The poem focuses throughout on the prestige accorded to Standard English, and Received Pronunciation. Received Pronunciation, or RP, is the ‘neutral’ accent of the dialect of Standard English, strongly associated with the upper register of speech. It is the dialect of Southern England, and also of upper-class speakers. At the time when Harrison wrote the poem, announcers on the BBC, for instance, would be expected to speak using Standard English and RP, and regional accents would have been seen as vulgar or comical. Northern pronunciation, like Harrison’s, would have been mocked as non-standard (in the way that an Irish or a Caribbean accent can still be mocked in certain contexts) and as a boy, Harrison would have been expected to take hold of the ‘advantages’ that his grammar-school education offered him in the way of accent modification. The expectation that he should do this is clearly the starting point for the painful memories that form the basis of this poem.
Throughout the poem, Harrison shows off his extensive knowledge of literature and culture so as to negate and exorcise the demons of self-doubt sown by his upbringing. He also demonstrates his technical skill; while apparently writing freely and colloquially, he creates a finely-wrought structure of strongly rhymed couplets—a traditional form for satiric verse.
The poem starts with a vivid rendition of Greek speech, ‘αĩ, αĩ’, which effectively isolates the reader who cannot read Greek letters. The fact that they are immediately transliterated into the English ‘ay, ay’ only emphasises the inadequacy of the monoglot reader. Harrison here aligns himself with the famous Greek orator Demosthenes, who reputedly suffered from a stammer. Demosthenes is said to have
cured himself of this affliction by walking along the beach, and practising speaking while he had sea-worn pebbles in his mouth (a modern version of this can be seen in the film My Fair Lady where Professor Higgins puts marbles into Eliza’s mouth to help her pronunciation). Using the slang word ‘gob’ faced against this classical reference demonstrates the range of Harrison’s learning and emphasises the extent to which his accent and use of dialect is a free choice, and not, as his teacher seems to have imagined, a lack of education or intelligence.

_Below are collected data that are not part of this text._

//! Pokedex Web App (Leptos + WASM)

mod app;
mod components;
mod api;
mod local_store;

use wasm_bindgen::prelude::*;

#[wasm_bindgen(start)]
pub fn main() {
    console_error_panic_hook::set_once();
    leptos::mount::mount_to_body(app::App);
}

The incident recorded in ll. 3-5 is especially ironic; Harrison remembers a teacher stopping him during a recital of part of the opening words of a Keats poem, ‘Ode to a Nightingale’. The opening lines of the poem are: ‘My heart aches, and a drowsy numbness pains, / My sense, as though of hemlock I had drunk’. Harrison’s rendition of this is couched in imitative accent: ‘mi ‘art aches’, and his teacher’s reaction to this is portrayed as violent. He describes his heart as ‘broken’ by the sound of the recital, and stigmatises Harrison as a ‘barbarian’, explaining that all poetry should be in RP. This sort of moment of humiliation is something often recounted in literature; you might think of Lawrence’s Lady Chatterley’s Lover, or Joyce’s A Portrait of the Artist as a Young Man, where authority figures similarly mock the protagonist. As in these books, Harrison’s humiliation is exacerbated by the knowledge, gained in later life, but felt instinctively at this early stage, that the teacher is wrong—not just wrong to do this in a humane sense, but wrong in his assumptions about the nature of literature.
The mature Harrison gets his revenge through an interpolation in brackets ‘(even Cockney Keats?)’, which indicates his superior knowledge of poetry: unlike the teacher, he is aware that Keats himself had been mocked by the aristocratic critical establishment of his day because of his London accent. In other words, Keats had been accused of being lower-class and uncouth on the basis of his voice, in much the same way as Harrison had. Aligning himself with a powerful poet in this way, Harrison threatens all his teacher’s judgements; he establishes his superiority in the dialogue, and demonstrates his linguistic expertise by deftly rendering his teacher’s accent in the IPA as [ΛЅ].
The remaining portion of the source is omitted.